Each entry below must appear in the output exactly as written.

** Opening THE INPUT block **

use std::path::{Component, Path, PathBuf};

use gan_core::{CategoricalCode, LatentVector, SynthError, LATENT_DIM, STAGE_ORDER};

use crate::error::ApiError;

/// Maximum accepted length of a layer name
const MAX_LAYER_NAME_LEN: usize = 32;

/// Validate a categorical code before anything touches the generator
pub fn validate_categorical_code(values: &[i64]) -> Result<CategoricalCode, ApiError> {
    CategoricalCode::from_values(values).map_err(|e| match e {
        SynthError::InvalidInput(msg) => ApiError::InvalidInput(format!(
            "Provide 16 binary values in 'categorical_code' ({msg})"
        )),
        other => ApiError::Synthesis(other),
    })
}

/// Validate an explicit latent vector before anything touches the generator
pub fn validate_latent(values: &[f32]) -> Result<LatentVector, ApiError> {
    LatentVector::from_slice(values).map_err(|e| match e {
        SynthError::InvalidInput(msg) => ApiError::InvalidInput(format!(
            "Provide {LATENT_DIM} values in [-1, 1] in 'z' ({msg})"
        )),
        other => ApiError::Synthesis(other),
    })
}

/// Normalize a requested layer name. Unknown but well-formed names pass and
/// are reported as not found by the service.
pub fn validate_layer_name(layer: Option<&str>) -> Result<String, ApiError> {
    let name = layer.unwrap_or_default().trim().to_ascii_lowercase();
    if name.is_empty() {
        return Err(ApiError::InvalidInput("Provide 'layer'".to_string()));
    }
    if name.len() > MAX_LAYER_NAME_LEN
        || !name.chars().all(|c| c.is_ascii_alphanumeric() || c == '_')
    {
        return Err(ApiError::InvalidInput(format!(
            "Invalid layer name: {name}. Expected one of: {}",
            STAGE_ORDER.join(", ")
        )));
    }
    Ok(name)
}

/// Validate a transcription language hint and reduce it to the ISO 639-1
/// code the recognizer expects (`en_US` and `en-US` become `en`).
pub fn validate_language(language: Option<&str>) -> Result<Option<String>, ApiError> {
    let Some(lang) = language.map(str::trim).filter(|l| !l.is_empty()) else {
        return Ok(None);
    };
    if !is_valid_language_code(lang) {
        return Err(ApiError::InvalidInput(format!(
            "Invalid language code format: {}. Expected format: ll or ll_CC (e.g., en, de_DE)",
            lang
        )));
    }
    Ok(Some(lang[..2].to_string()))
}

fn is_valid_language_code(code: &str) -> bool {
    let parts: Vec<&str> = code.split(['_', '-']).collect();
    let lang_ok = |p: &str| p.len() == 2 && p.chars().all(|c| c.is_ascii_lowercase());
    match parts.len() {
        1 => lang_ok(parts[0]),
        2 => {
            lang_ok(parts[0])
                && parts[1].len() == 2
                && parts[1].chars().all(|c| c.is_ascii_uppercase())
        }
        _ => false,
    }
}

/// Map a URL returned by the generate endpoints (`/static/batch/x.wav`, or a
/// path relative to the static root) onto a file under `static_dir`.
/// Anything that would escape the static root is rejected.
pub fn resolve_static_file(static_dir: &Path, file: &str) -> Result<PathBuf, ApiError> {
    let trimmed = file.trim().trim_start_matches('/');
    let relative = trimmed.strip_prefix("static/").unwrap_or(trimmed);
    if relative.is_empty() {
        return Err(ApiError::InvalidInput("Provide 'file'".to_string()));
    }

    let relative = Path::new(relative);
    if !relative.components().all(|c| matches!(c, Component::Normal(_))) {
        return Err(ApiError::InvalidInput(format!(
            "file must point inside the static directory: {file}"
        )));
    }
    Ok(static_dir.join(relative))
}

/// Public URL of an artifact written under `static_dir`.
pub fn static_url(static_dir: &Path, path: &Path) -> String {
    let relative = path.strip_prefix(static_dir).unwrap_or(path);
    let parts: Vec<String> = relative
        .components()
        .filter_map(|c| match c {
            Component::Normal(part) => Some(part.to_string_lossy().into_owned()),
            _ => None,
        })
        .collect();
    format!("/static/{}", parts.join("/"))
}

** Closing THE INPUT block **

## THE COMPLETED TASK
use std::path::{Component, Path, PathBuf};

use gan_core::{CategoricalCode, LatentVector, SynthError, LATENT_DIM, STAGE_ORDER};

use crate::error::ApiError;

/// Maximum accepted length of a layer name
const MAX_LAYER_NAME_LEN: usize = 32;

/// Validate a categorical code before anything touches the generator
pub fn validate_categorical_code(values: &[i64]) -> Result<CategoricalCode, ApiError> {
    CategoricalCode::from_values(values).map_err(|e| match e {
        SynthError::InvalidInput(msg) => ApiError::InvalidInput(format!(
            "Provide 16 binary values in 'categorical_code' ({msg})"
        )),
        other => ApiError::Synthesis(other),
    })
}

/// Validate an explicit latent vector before anything touches the generator
pub fn validate_latent(values: &[f32]) -> Result<LatentVector, ApiError> {
    LatentVector::from_slice(values).map_err(|e| match e {
        SynthError::InvalidInput(msg) => ApiError::InvalidInput(format!(
            "Provide {LATENT_DIM} values in [-1, 1] in 'z' ({msg})"
        )),
        other => ApiError::Synthesis(other),
    })
}

/// Normalize a requested layer name. Unknown but well-formed names pass and
/// are reported as not found by the service.
pub fn validate_layer_name(layer: Option<&str>) -> Result<String, ApiError> {
    let name = layer.unwrap_or_default().trim().to_ascii_lowercase();
    if name.is_empty() {
        return Err(ApiError::InvalidInput("Provide 'layer'".to_string()));
    }
    if name.len() > MAX_LAYER_NAME_LEN
        || !name.chars().all(|c| c.is_ascii_alphanumeric() || c == '_')
    {
        return Err(ApiError::InvalidInput(format!(
            "Invalid layer name: {name}. Expected one of: {}",
            STAGE_ORDER.join(", ")
        )));
    }
    Ok(name)
}

/// Validate a transcription language hint and reduce it to the ISO 639-1
/// code the recognizer expects (`en_US` and `en-US` become `en`).
pub fn validate_language(language: Option<&str>) -> Result<Option<String>, ApiError> {
    let Some(lang) = language.map(str::trim).filter(|l| !l.is_empty()) else {
        return Ok(None);
    };
    if !is_valid_language_code(lang) {
        return Err(ApiError::InvalidInput(format!(
            "Invalid language code format: {}. Expected format: ll or ll_CC (e.g., en, de_DE)",
            lang
        )));
    }
    Ok(Some(lang[..2].to_string()))
}

fn is_valid_language_code(code: &str) -> bool {
    let parts: Vec<&str> = code.split(['_', '-']).collect();
    let lang_ok = |p: &str| p.len() == 2 && p.chars().all(|c| c.is_ascii_lowercase());
    match parts.len() {
        1 => lang_ok(parts[0]),
        2 => {
            lang_ok(parts[0])
                && parts[1].len() == 2
                && parts[1].chars().all(|c| c.is_ascii_uppercase())
        }
        _ => false,
    }
}

/// Map a URL returned by the generate endpoints (`/static/batch/x.wav`, or a
/// path relative to the static root) onto a file under `static_dir`.
/// Anything that would escape the static root is rejected.
pub fn resolve_static_file(static_dir: &Path, file: &str) -> Result<PathBuf, ApiError> {
    let trimmed = file.trim().trim_start_matches('/');
    let relative = trimmed.strip_prefix("static/").unwrap_or(trimmed);
    if relative.is_empty() {
        return Err(ApiError::InvalidInput("Provide 'file'".to_string()));
    }

    let relative = Path::new(relative);
    if !relative.components().all(|c| matches!(c, Component::Normal(_))) {
        return Err(ApiError::InvalidInput(format!(
            "file must point inside the static directory: {file}"
        )));
    }
    Ok(static_dir.join(relative))
}

/// Public URL of an artifact written under `static_dir`.
pub fn static_url(static_dir: &Path, path: &Path) -> String {
    let relative = path.strip_prefix(static_dir).unwrap_or(path);
    let parts: Vec<String> = relative
        .components()
        .filter_map(|c| match c {
            Component::Normal(part) => Some(part.to_string_lossy().into_owned()),
            _ => None,
        })
        .collect();
    format!("/static/{}", parts.join("/"))
}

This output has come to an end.